Ernest Lawrence, director of what became the Lawrence Berkeley National Laboratory, saw the research potential of carbon-14, a radioactive isotope that became available after the war, and encouraged Calvin to apply it to photosynthesis. Calvin, in turn, hired Benson, who is now an emeritus professor at the Scripps Institution of Oceanography in La Jolla, California. Benson brought expertise in organic chemistry–specifically in carbohydrate chemistry–along with research experience with photosynthesis and carbon-14.

The pair conducted seminal work on the problem from 1946 to 1954, and, together with many collaborators, revealed how CO2 functions in plants, thus answering a centuries-old question that opened the door to a new realm of advances in biology and chemistry. Specifically, they identified the series of reactions by which plants use CO2 in photosynthesis. The pathway is called the Calvin-Benson Cycle. In 1961, Calvin was awarded the Nobel Prize in Chemistry.

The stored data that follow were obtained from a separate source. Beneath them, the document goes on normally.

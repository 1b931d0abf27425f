//! Shape inference over the layer graph: memoized recursive resolution
//! from each layer back through its producers.
//!
//! Supported kinds and their rules:
//! - `Parameter`: shape comes from the request map.
//! - `Convolution`: `out_channels` attr, spatial `(in + 2p - k)/s + 1`.
//! - `Pooling`: channels carried through, same spatial rule.
//! - `ReLU` / `SoftMax`: passthrough.
//! - `Reshape`: `dims` attr; `0` copies the input dim, one `-1` is
//!   inferred from the remaining element count.
//! - `FullyConnected`: `[batch, out_size]`.

use std::collections::{BTreeMap, HashMap, HashSet};

use netdesc_core::{Layer, PortRef, Shape, ShapeError};

pub fn infer_shapes(
    layers: &BTreeMap<String, Layer>,
    input_shapes: &HashMap<String, Shape>,
) -> Result<HashMap<PortRef, Shape>, ShapeError> {
    let mut resolver = Resolver {
        layers,
        input_shapes,
        resolved: HashMap::new(),
        visiting: HashSet::new(),
    };
    for name in layers.keys() {
        resolver.resolve(name)?;
    }
    Ok(resolver.resolved)
}

struct Resolver<'a> {
    layers: &'a BTreeMap<String, Layer>,
    input_shapes: &'a HashMap<String, Shape>,
    resolved: HashMap<PortRef, Shape>,
    visiting: HashSet<String>,
}

impl<'a> Resolver<'a> {
    fn resolve(&mut self, name: &str) -> Result<Shape, ShapeError> {
        let key = PortRef::new(name, 0);
        if let Some(shape) = self.resolved.get(&key) {
            return Ok(shape.clone());
        }
        if !self.visiting.insert(name.to_string()) {
            return Err(ShapeError::Cycle(name.to_string()));
        }

        let layers = self.layers;
        let layer = layers
            .get(name)
            .expect("resolve is only called with known layer names");

        let shape = match layer.kind.as_str() {
            "Parameter" => {
                expect_arity(layer, 0)?;
                self.input_shapes
                    .get(name)
                    .cloned()
                    .ok_or_else(|| ShapeError::UnresolvedInput(name.to_string()))?
            }
            "ReLU" | "SoftMax" => self.sole_input(layer)?,
            "Convolution" => {
                let input = self.sole_input(layer)?;
                let out_channels = int_attr(layer, "out_channels")?;
                windowed(layer, &input, Some(out_channels as usize))?
            }
            "Pooling" => {
                let input = self.sole_input(layer)?;
                windowed(layer, &input, None)?
            }
            "Reshape" => {
                let input = self.sole_input(layer)?;
                reshape_dims(layer, &input)?
            }
            "FullyConnected" => {
                let input = self.sole_input(layer)?;
                let out_size = int_attr(layer, "out_size")?;
                if out_size < 1 {
                    return Err(incompatible(layer, format!("out_size {out_size} < 1")));
                }
                Shape::from_slice(&[input.batch(), out_size as usize])
            }
            kind => {
                return Err(ShapeError::UnsupportedOp {
                    layer: name.to_string(),
                    kind: kind.to_string(),
                })
            }
        };

        if !shape.is_valid() {
            return Err(incompatible(layer, format!("resolved to {shape}")));
        }

        self.visiting.remove(name);
        self.resolved.insert(key, shape.clone());
        Ok(shape)
    }

    fn sole_input(&mut self, layer: &Layer) -> Result<Shape, ShapeError> {
        expect_arity(layer, 1)?;
        let producer = layer.inputs[0].clone();
        if !self.layers.contains_key(&producer.layer) || producer.port != 0 {
            return Err(ShapeError::MissingProducer {
                layer: layer.name.clone(),
                producer,
            });
        }
        self.resolve(&producer.layer)
    }
}

fn expect_arity(layer: &Layer, expected: usize) -> Result<(), ShapeError> {
    if layer.inputs.len() != expected {
        return Err(ShapeError::ArityMismatch {
            layer: layer.name.clone(),
            expected,
            actual: layer.inputs.len(),
        });
    }
    Ok(())
}

fn int_attr(layer: &Layer, attr: &'static str) -> Result<i64, ShapeError> {
    layer.int_attr(attr).ok_or_else(|| ShapeError::MissingAttr {
        layer: layer.name.clone(),
        attr,
    })
}

fn ints_attr<'a>(layer: &'a Layer, attr: &'static str) -> Result<&'a [i64], ShapeError> {
    layer
        .ints_attr(attr)
        .ok_or_else(|| ShapeError::MissingAttr {
            layer: layer.name.clone(),
            attr,
        })
}

fn incompatible(layer: &Layer, reason: String) -> ShapeError {
    ShapeError::Incompatible {
        layer: layer.name.clone(),
        reason,
    }
}

/// Sliding-window output shape for Convolution and Pooling:
/// `[N, C_out, (in + 2p - k)/s + 1, ...]`.
fn windowed(layer: &Layer, input: &Shape, out_channels: Option<usize>) -> Result<Shape, ShapeError> {
    if input.rank() < 3 {
        return Err(incompatible(
            layer,
            format!("needs a [N,C,spatial...] input, got {input}"),
        ));
    }
    let spatial = &input.dims()[2..];

    let kernel = ints_attr(layer, "kernel")?;
    if kernel.len() != spatial.len() {
        return Err(incompatible(
            layer,
            format!("kernel rank {} vs {} spatial dims", kernel.len(), spatial.len()),
        ));
    }
    let strides = layer.ints_attr("strides").map(<[i64]>::to_vec);
    let strides = strides.unwrap_or_else(|| vec![1; spatial.len()]);
    let pads = layer.ints_attr("pads").map(<[i64]>::to_vec);
    let pads = pads.unwrap_or_else(|| vec![0; spatial.len()]);
    if strides.len() != spatial.len() || pads.len() != spatial.len() {
        return Err(incompatible(layer, "strides/pads rank mismatch".to_string()));
    }

    let mut dims = vec![
        input.batch(),
        out_channels.unwrap_or_else(|| input.dims()[1]),
    ];
    for (i, &axis) in spatial.iter().enumerate() {
        let (k, s, p) = (kernel[i], strides[i], pads[i]);
        if k < 1 || s < 1 || p < 0 {
            return Err(incompatible(layer, format!("bad window k={k} s={s} p={p}")));
        }
        let padded = axis as i64 + 2 * p;
        if k > padded {
            return Err(incompatible(
                layer,
                format!("kernel {k} exceeds padded extent {padded}"),
            ));
        }
        dims.push(((padded - k) / s + 1) as usize);
    }
    Ok(Shape::from(dims))
}

/// Target dims for a Reshape layer: `0` copies the matching input dim,
/// a single `-1` absorbs the remaining elements.
fn reshape_dims(layer: &Layer, input: &Shape) -> Result<Shape, ShapeError> {
    let targets = ints_attr(layer, "dims")?;
    let mut dims = Vec::with_capacity(targets.len());
    let mut infer_at = None;
    for (i, &t) in targets.iter().enumerate() {
        match t {
            0 => {
                let copied = input.dims().get(i).copied().ok_or_else(|| {
                    incompatible(layer, format!("dim {i} copies past input rank {}", input.rank()))
                })?;
                dims.push(copied);
            }
            -1 => {
                if infer_at.replace(i).is_some() {
                    return Err(incompatible(layer, "more than one -1 dim".to_string()));
                }
                dims.push(1);
            }
            t if t > 0 => dims.push(t as usize),
            t => return Err(incompatible(layer, format!("negative dim {t}"))),
        }
    }

    let total = input.numel();
    let known: usize = dims.iter().product();
    if let Some(i) = infer_at {
        if known == 0 || total % known != 0 {
            return Err(incompatible(
                layer,
                format!("{total} elements do not divide into {dims:?}"),
            ));
        }
        dims[i] = total / known;
    } else if known != total {
        return Err(incompatible(
            layer,
            format!("target holds {known} elements, input has {total}"),
        ));
    }
    Ok(Shape::from(dims))
}

#[cfg(test)]
mod tests {
    use super::*;

    fn param(name: &str) -> Layer {
        Layer::new(name, "Parameter")
    }

    fn unary(name: &str, kind: &str, from: &str) -> Layer {
        let mut l = Layer::new(name, kind);
        l.inputs.push(PortRef::new(from, 0));
        l
    }

    fn shapes_for(
        layers: &BTreeMap<String, Layer>,
        data_shape: &[usize],
    ) -> Result<HashMap<PortRef, Shape>, ShapeError> {
        let mut inputs = HashMap::new();
        inputs.insert("data".to_string(), Shape::from_slice(data_shape));
        infer_shapes(layers, &inputs)
    }

    #[test]
    fn conv_pool_reshape_fc_chain() {
        let mut layers = BTreeMap::new();
        layers.insert("data".into(), param("data"));

        let mut conv = unary("conv", "Convolution", "data");
        conv.attrs.insert("out_channels".into(), 16.into());
        conv.attrs.insert("kernel".into(), vec![3, 3].into());
        conv.attrs.insert("pads".into(), vec![3, 3].into());
        layers.insert("conv".into(), conv);

        let mut pool = unary("pool", "Pooling", "conv");
        pool.attrs.insert("kernel".into(), vec![2, 2].into());
        pool.attrs.insert("strides".into(), vec![2, 2].into());
        layers.insert("pool".into(), pool);

        let mut flat = unary("flat", "Reshape", "pool");
        flat.attrs.insert("dims".into(), vec![0, -1].into());
        layers.insert("flat".into(), flat);

        let mut fc = unary("fc", "FullyConnected", "flat");
        fc.attrs.insert("out_size".into(), 10.into());
        layers.insert("fc".into(), fc);

        let shapes = shapes_for(&layers, &[1, 3, 32, 32]).unwrap();
        assert_eq!(shapes[&PortRef::new("conv", 0)], Shape::from([1, 16, 36, 36]));
        assert_eq!(shapes[&PortRef::new("pool", 0)], Shape::from([1, 16, 18, 18]));
        assert_eq!(shapes[&PortRef::new("flat", 0)], Shape::from([1, 5184]));
        assert_eq!(shapes[&PortRef::new("fc", 0)], Shape::from([1, 10]));

        // Batch flows through untouched.
        let shapes = shapes_for(&layers, &[8, 3, 32, 32]).unwrap();
        assert_eq!(shapes[&PortRef::new("fc", 0)], Shape::from([8, 10]));
    }

    #[test]
    fn kernel_larger_than_input_is_rejected() {
        let mut layers = BTreeMap::new();
        layers.insert("data".into(), param("data"));
        let mut conv = unary("conv", "Convolution", "data");
        conv.attrs.insert("out_channels".into(), 4.into());
        conv.attrs.insert("kernel".into(), vec![9, 9].into());
        layers.insert("conv".into(), conv);

        let err = shapes_for(&layers, &[1, 3, 4, 4]).unwrap_err();
        assert!(matches!(err, ShapeError::Incompatible { .. }), "{err}");
    }

    #[test]
    fn reshape_requires_matching_element_count() {
        let mut layers = BTreeMap::new();
        layers.insert("data".into(), param("data"));
        let mut flat = unary("flat", "Reshape", "data");
        flat.attrs.insert("dims".into(), vec![0, 7].into());
        layers.insert("flat".into(), flat);

        let err = shapes_for(&layers, &[1, 3, 4]).unwrap_err();
        assert!(matches!(err, ShapeError::Incompatible { .. }), "{err}");
    }

    #[test]
    fn unknown_kind_and_missing_attr() {
        let mut layers = BTreeMap::new();
        layers.insert("data".into(), param("data"));
        layers.insert("odd".into(), unary("odd", "Banana", "data"));
        let err = shapes_for(&layers, &[1, 3]).unwrap_err();
        assert!(matches!(err, ShapeError::UnsupportedOp { .. }), "{err}");

        let mut layers = BTreeMap::new();
        layers.insert("data".into(), param("data"));
        layers.insert("fc".into(), unary("fc", "FullyConnected", "data"));
        let err = shapes_for(&layers, &[1, 3]).unwrap_err();
        assert!(
            matches!(err, ShapeError::MissingAttr { attr: "out_size", .. }),
            "{err}"
        );
    }

    #[test]
    fn cycle_is_detected() {
        let mut layers = BTreeMap::new();
        layers.insert("a".into(), unary("a", "ReLU", "b"));
        layers.insert("b".into(), unary("b", "ReLU", "a"));
        let err = infer_shapes(&layers, &HashMap::new()).unwrap_err();
        assert!(matches!(err, ShapeError::Cycle(_)), "{err}");
    }
}
pub mod endpoint;
pub mod error;
pub mod layer;
pub mod network;
pub mod ops;
pub mod shape;
pub mod source;
pub mod stats;

pub use endpoint::*;
pub use error::*;
pub use layer::*;
pub use network::*;
pub use ops::*;
pub use shape::*;
pub use source::*;
pub use stats::*;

Bob Buchanan, a UC Berkeley professor of plant and microbial biology, videotaped an interview with Benson to record his story for posterity. “I think students will be very interested to hear Benson describe the process by which he and Calvin developed the science and made their discoveries,” Buchanan said. “There was also controversy over the Nobel not being shared given Benson’s critical photosynthesis work, and this video puts Benson’s perspective on that matter, an admirable one, I think, in the historical record.” The interview is also a revealing portrait of what it was like to work in Berkeley’s Old Radiation Laboratory, in an era when radioactive materials were novel and safety procedures were less developed.

The video and transcript are now live on You Tube. The Bancroft Library on campus will house the video’s transcript in its oral histories collection, and the video will be housed in its motion picture collection.